Integrals over manifolds minus sets of measure zero

Question

I am reading about calculating the integral of scalar curvature of manifolds which have conical singularities - that is, are locally products $\mathcal{C}_\alpha\times \Sigma$, where $\mathcal{C}_\alpha$ are cones with conical singularities of angle deficit $\alpha$. For example, Fursaev and Soloduhkin (1994) or Troyanov (1991) and I have something which is probably a rather trivial question.

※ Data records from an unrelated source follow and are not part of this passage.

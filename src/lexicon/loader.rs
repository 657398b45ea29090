//! Line-oriented lexicon loader

use super::entry::Section;
use super::row::{self, Row};
use super::Lexicon;
use crate::error::FormatError;

/// Parse a whole lexicon source in one pass
///
/// The first malformed line aborts the load; nothing parsed so far is kept.
pub(crate) fn load(source: &str) -> Result<Lexicon, FormatError> {
    let mut lexicon = Lexicon::default();
    let mut section: Option<Section> = None;
    let body = source.strip_prefix('\u{feff}').unwrap_or(source);
    let mut line_start = source.len() - body.len();

    for (index, raw) in body.split_inclusive('\n').enumerate() {
        let number = index + 1;
        let offset = line_start + (raw.len() - raw.trim_start().len());
        line_start += raw.len();

        let line = raw.trim();
        if line.is_empty() || line.contains('#') {
            continue;
        }
        let span = offset..offset + line.len();

        if let Some(next) = Section::from_header(line) {
            log::debug!("line {}: entering section {}", number, next);
            section = Some(next);
            continue;
        }
        if section != Some(Section::Templates) && looks_like_header(line) {
            return Err(FormatError::UnknownSection {
                line: number,
                span,
                header: line.to_string(),
            });
        }

        let Some(current) = section else {
            return Err(FormatError::OutsideSection { line: number, span });
        };

        let parsed = row::parse(current, line).map_err(|errs| match errs.into_iter().next() {
            Some(err) => FormatError::from_rich(number, offset, err),
            None => FormatError::Row {
                line: number,
                span: span.clone(),
                message: format!("malformed {} row", current),
                expected: Vec::new(),
            },
        })?;
        log::trace!("line {}: {:?}", number, parsed);
        push(&mut lexicon, parsed);
    }

    Ok(lexicon)
}

fn push(lexicon: &mut Lexicon, row: Row) {
    match row {
        Row::Verb(verb) => lexicon.verbs.push(verb),
        Row::Adjective(adjective) => lexicon.adjectives.push(adjective),
        Row::Noun(noun) => lexicon.push_noun(noun),
        Row::Prefix(prefix) => lexicon.prefixes.push(prefix),
        Row::Template(template) => lexicon.templates.push(template),
    }
}

/// `[Word]` with two or more letters: a header, though maybe not one we know.
/// Single-letter brackets are tags. Inside `[Gabarits]` such a line is a template.
fn looks_like_header(line: &str) -> bool {
    line.strip_prefix('[')
        .and_then(|rest| rest.strip_suffix(']'))
        .is_some_and(|name| name.chars().count() >= 2 && name.chars().all(char::is_alphabetic))
}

Putting the singularity question aside for a moment, I want to make sure I understand how to calculate something like

$$\int_{M\setminus \Sigma}R,$$

where $\Sigma$ is a 2-dimensional manifold embedded in $M$ (which is higher dimensional, for my purposes we can take this to be a 4-manifold). Certainly, I agree with the statement

$$\int_\Sigma R=0$$

Because $\Sigma$ is a set of measure zero in $M$. And certainly as sets $M$ and $\Sigma$ we could write

$$\int_M R=\int_{M\setminus \Sigma}R + \int_{\Sigma}R$$

So I want to make sure that the following is correct:

$$\int_{M\setminus \Sigma}R=\int_{M} R.$$

Of course, in the context of the singularity papers above, you want to remove the singular set $\Sigma$ and integrate $R$ over only the domain in which it is smoothly defined, $M\setminus \Sigma$. But, if I am doing this on something like a sphere with constant curvature I want to make sure I can write something like

$$\int_{\mathbb{S}^4\setminus \Sigma}R=\int_{\mathbb{S}^4}R(\mathbb{S}^4)=V(\mathbb{S}^4)R(\mathbb{S}^4)$$

Rather than

$$\int_{\mathbb{S}^4\setminus \Sigma}R=R(\mathbb{S}^4)V(\mathbb{S}^4\setminus \Sigma).$$

Again, it seems to me that $V(\mathbb{S}^4)=V(\mathbb{S}^4\setminus \Sigma)$.

Answer 1

Let me offer a way to extend the definition of the integral and answer your question. Let $M$ be a smooth manifold and assume for simplicity it is orientable (otherwise, replace volume forms by densities in what follows). Choose a volume form $\omega \in \Omega^{\text{top}}(M)$ on $M$ (for example, if $M$ comes with a metric this can be the Riemannian volume form). Using $\omega$ and abusing notation a little, we can define the integral of a smooth compactly supported function on $M$ by

$$ \int_{M} f := \int_M f\omega. $$

The map $f \mapsto \int_M f = \int_M f \omega$ gives us a positive linear function from $C^{\infty}_c(M)$ to $\mathbb{R}$ and so, after extending this map to $C_c(M)$, the Riesz representation theorem gives us a unique regular Borel measure $\mu_{\omega}$ such that $$\int_{M} f\omega = \int_M f d\mu_{\omega} $$ for all smooth (or continuous) compactly supported functions. Working with this measure, we can write stuff like

$$ \int_{M} R = \int_{M} R(\chi_{\Sigma} + (1 - \chi_{\Sigma})) d\mu_{\omega} = \int_{\Sigma} R d\mu_{\omega} + \int_{M \setminus \Sigma} R d\mu_{\omega} = \int_{M \setminus \Sigma} R d\mu_{\omega} $$

when $\Sigma$ has zero measure. Note that the notion of a zero measure set can be defined using coordinate charts without constructing any particular measure. If $\Sigma$ is Borel, all the measures $\mu_{\omega}$ that we constructed will satisfy $\mu_{\omega}(\Sigma) = 0$.